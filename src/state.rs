// SPDX-License-Identifier: AGPL-3.0-or-later
//
// Copyright (C) 2026 Relational Network

use std::sync::Arc;

use crate::access::{AccessControlEngine, InMemoryRoleStore, RoleStore};
use crate::auth::{SessionIssuer, Signer, TokenVerifier};
use crate::config::Config;
use crate::login::{ChallengeStore, InMemoryChallengeStore, LoginFlow};

#[derive(Clone)]
pub struct AppState {
    pub config: Arc<Config>,
    pub verifier: TokenVerifier,
    pub sessions: Arc<SessionIssuer>,
    pub login: Arc<LoginFlow>,
    pub access: Arc<AccessControlEngine>,
    /// Server signing key for minting resource ids, if configured
    pub signer: Option<Arc<Signer>>,
}

impl AppState {
    pub fn new(
        config: Config,
        challenges: Arc<dyn ChallengeStore>,
        roles: Arc<dyn RoleStore>,
        signer: Option<Signer>,
    ) -> Self {
        let verifier = TokenVerifier::new(config.token_freshness);
        let sessions = SessionIssuer::new(&config.jwt_key, config.session_ttl);
        let login = LoginFlow::new(challenges, verifier, &config.public_url, config.challenge_ttl);

        Self {
            verifier,
            sessions: Arc::new(sessions),
            login: Arc::new(login),
            access: Arc::new(AccessControlEngine::new(roles)),
            signer: signer.map(Arc::new),
            config: Arc::new(config),
        }
    }

    /// State with in-memory challenge and role stores and no signer.
    pub fn in_memory(config: Config) -> Self {
        let challenges = InMemoryChallengeStore::new(config.challenge_capacity, config.challenge_ttl);
        Self::new(
            config,
            Arc::new(challenges),
            Arc::new(InMemoryRoleStore::new()),
            None,
        )
    }

    pub fn with_signer(mut self, signer: Signer) -> Self {
        self.signer = Some(Arc::new(signer));
        self
    }
}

■ **Exercise goal**:
Give an exact copy of all the data shown above.

■ **Response to the task**:
filename src/state.rs
// SPDX-License-Identifier: AGPL-3.0-or-later
//
// Copyright (C) 2026 Relational Network

use std::sync::Arc;

use crate::access::{AccessControlEngine, InMemoryRoleStore, RoleStore};
use crate::auth::{SessionIssuer, Signer, TokenVerifier};
use crate::config::Config;
use crate::login::{ChallengeStore, InMemoryChallengeStore, LoginFlow};

#[derive(Clone)]
pub struct AppState {
    pub config: Arc<Config>,
    pub verifier: TokenVerifier,
    pub sessions: Arc<SessionIssuer>,
    pub login: Arc<LoginFlow>,
    pub access: Arc<AccessControlEngine>,
    /// Server signing key for minting resource ids, if configured
    pub signer: Option<Arc<Signer>>,
}

impl AppState {
    pub fn new(
        config: Config,
        challenges: Arc<dyn ChallengeStore>,
        roles: Arc<dyn RoleStore>,
        signer: Option<Signer>,
    ) -> Self {
        let verifier = TokenVerifier::new(config.token_freshness);
        let sessions = SessionIssuer::new(&config.jwt_key, config.session_ttl);
        let login = LoginFlow::new(challenges, verifier, &config.public_url, config.challenge_ttl);

        Self {
            verifier,
            sessions: Arc::new(sessions),
            login: Arc::new(login),
            access: Arc::new(AccessControlEngine::new(roles)),
            signer: signer.map(Arc::new),
            config: Arc::new(config),
        }
    }

    /// State with in-memory challenge and role stores and no signer.
    pub fn in_memory(config: Config) -> Self {
        let challenges = InMemoryChallengeStore::new(config.challenge_capacity, config.challenge_ttl);
        Self::new(
            config,
            Arc::new(challenges),
            Arc::new(InMemoryRoleStore::new()),
            None,
        )
    }

    pub fn with_signer(mut self, signer: Signer) -> Self {
        self.signer = Some(Arc::new(signer));
        self
    }
}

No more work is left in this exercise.